Program in Immunology, Clinical Research Division, Fred Hutchinson Cancer Research Center, Seattle, Washington.
Cancer Immunol Res. 2019 May;7(5):797-804. doi: 10.1158/2326-6066.CIR-18-0137. Epub 2019 Mar 19.
MHC-bound peptides from aberrant proteins may be a specific immunotherapeutic target on cancer cells. Because of difficulties in identifying such antigens, viral or model antigens have so far been used to study their biological relevance. We here identify a naturally existing human T-cell epitope derived from a truncated protein. The antigenic peptide is derived from the gene only through an alternative transcript containing a premature termination codon that may target the transcript for nonsense-mediated decay (NMD). This antigen is recognized by HLA-A*02:01-restricted CD8 T cells derived from an allotransplanted leukemia patient. Functional analyses showed that these T cells failed to recognize several HLA-matched primary leukemic cells that expressed the alternative transcript. Conventional antigen processing and presentation were not affected, suggesting that leukemic cells modify the generation of antigens processed from aberrant proteins. This natural TTK epitope provides insights in the source of transcripts producing antigenic epitopes in healthy and leukemic cells. Our data underscore potential pitfalls of targeting NMD-derived or other unconventionally generated epitopes as immunotherapeutic approach.
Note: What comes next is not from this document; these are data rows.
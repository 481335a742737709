//! 配置数据结构定义

use crate::resolver::MetadataKeys;
use serde::{Deserialize, Serialize};

/// 主配置结构
#[derive(Debug, Clone, PartialEq, Serialize, Deserialize)]
pub struct Config {
    #[serde(default)]
    pub server: ServerConfig,
    #[serde(default)]
    pub logging: LoggingConfig,
    /// 构建元数据键名
    #[serde(default)]
    pub metadata: MetadataKeys,
    #[serde(default)]
    pub export: ExportConfig,
    #[serde(default)]
    pub api: ApiConfig,
}

/// 服务器配置
#[derive(Debug, Clone, PartialEq, Serialize, Deserialize)]
pub struct ServerConfig {
    #[serde(default = "default_host")]
    pub host: String,
    #[serde(default = "default_port")]
    pub port: u16,
}

fn default_host() -> String {
    "0.0.0.0".to_string()
}

fn default_port() -> u16 {
    3000
}

impl Default for ServerConfig {
    fn default() -> Self {
        Self {
            host: default_host(),
            port: default_port(),
        }
    }
}

/// 日志配置
#[derive(Debug, Clone, PartialEq, Serialize, Deserialize)]
pub struct LoggingConfig {
    #[serde(default = "default_log_level")]
    pub level: String,
    #[serde(default)]
    pub file: LogFileConfig,
    /// 是否输出 JSON 结构化日志
    #[serde(default)]
    pub structured: Option<bool>,
}

fn default_log_level() -> String {
    "info".to_string()
}

impl Default for LoggingConfig {
    fn default() -> Self {
        Self {
            level: default_log_level(),
            file: LogFileConfig::default(),
            structured: Some(false),
        }
    }
}

/// 日志文件配置
#[derive(Debug, Clone, PartialEq, Serialize, Deserialize)]
#[serde(default)]
pub struct LogFileConfig {
    pub enabled: bool,
    pub directory: String,
    pub retention_days: Option<u32>,
}

impl Default for LogFileConfig {
    fn default() -> Self {
        Self {
            enabled: false,
            directory: "logs".to_string(),
            retention_days: Some(7),
        }
    }
}

/// 静态导出配置
#[derive(Debug, Clone, PartialEq, Serialize, Deserialize)]
pub struct ExportConfig {
    #[serde(default = "default_output_dir")]
    pub output_dir: String,
}

fn default_output_dir() -> String {
    "dist".to_string()
}

impl Default for ExportConfig {
    fn default() -> Self {
        Self {
            output_dir: default_output_dir(),
        }
    }
}

/// HTTP 接口配置
#[derive(Debug, Clone, PartialEq, Serialize, Deserialize)]
pub struct ApiConfig {
    /// 请求超时（秒）
    #[serde(default = "default_request_timeout_secs")]
    pub request_timeout_secs: u64,
    /// 是否允许任意来源跨域访问 /api
    #[serde(default)]
    pub cors_allow_any: bool,
}

fn default_request_timeout_secs() -> u64 {
    10
}

impl Default for ApiConfig {
    fn default() -> Self {
        Self {
            request_timeout_secs: default_request_timeout_secs(),
            cors_allow_any: false,
        }
    }
}

impl Config {
    pub fn get_port(&self) -> u16 {
        self.server.port
    }

    pub fn bind_address(&self) -> String {
        format!("{}:{}", self.server.host, self.server.port)
    }
}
MHC 结合的异常蛋白肽可能是癌细胞的特定免疫治疗靶点。由于识别此类抗原存在困难,到目前为止,病毒或模型抗原一直被用于研究其生物学相关性。在这里,我们鉴定了一个源自截断蛋白的天然存在的人类 T 细胞表位。该抗原肽仅通过含有提前终止密码子的替代转录本从基因 衍生而来,该转录本可能靶向无意义介导的衰变 (NMD) 的转录本。这种抗原被来自同种异体移植白血病患者的 HLA-A*02:01 限制性 CD8 T 细胞识别。功能分析表明,这些 T 细胞无法识别表达替代转录本的几种 HLA 匹配的原发性白血病细胞。常规的抗原加工和呈递不受影响,这表明白血病细胞修饰了从异常蛋白加工产生的抗原的生成。这个天然的 TTK 表位为健康和白血病细胞中产生抗原表位的转录本的来源提供了深入了解。我们的数据强调了作为免疫治疗方法靶向 NMD 衍生或其他非传统产生的表位的潜在陷阱。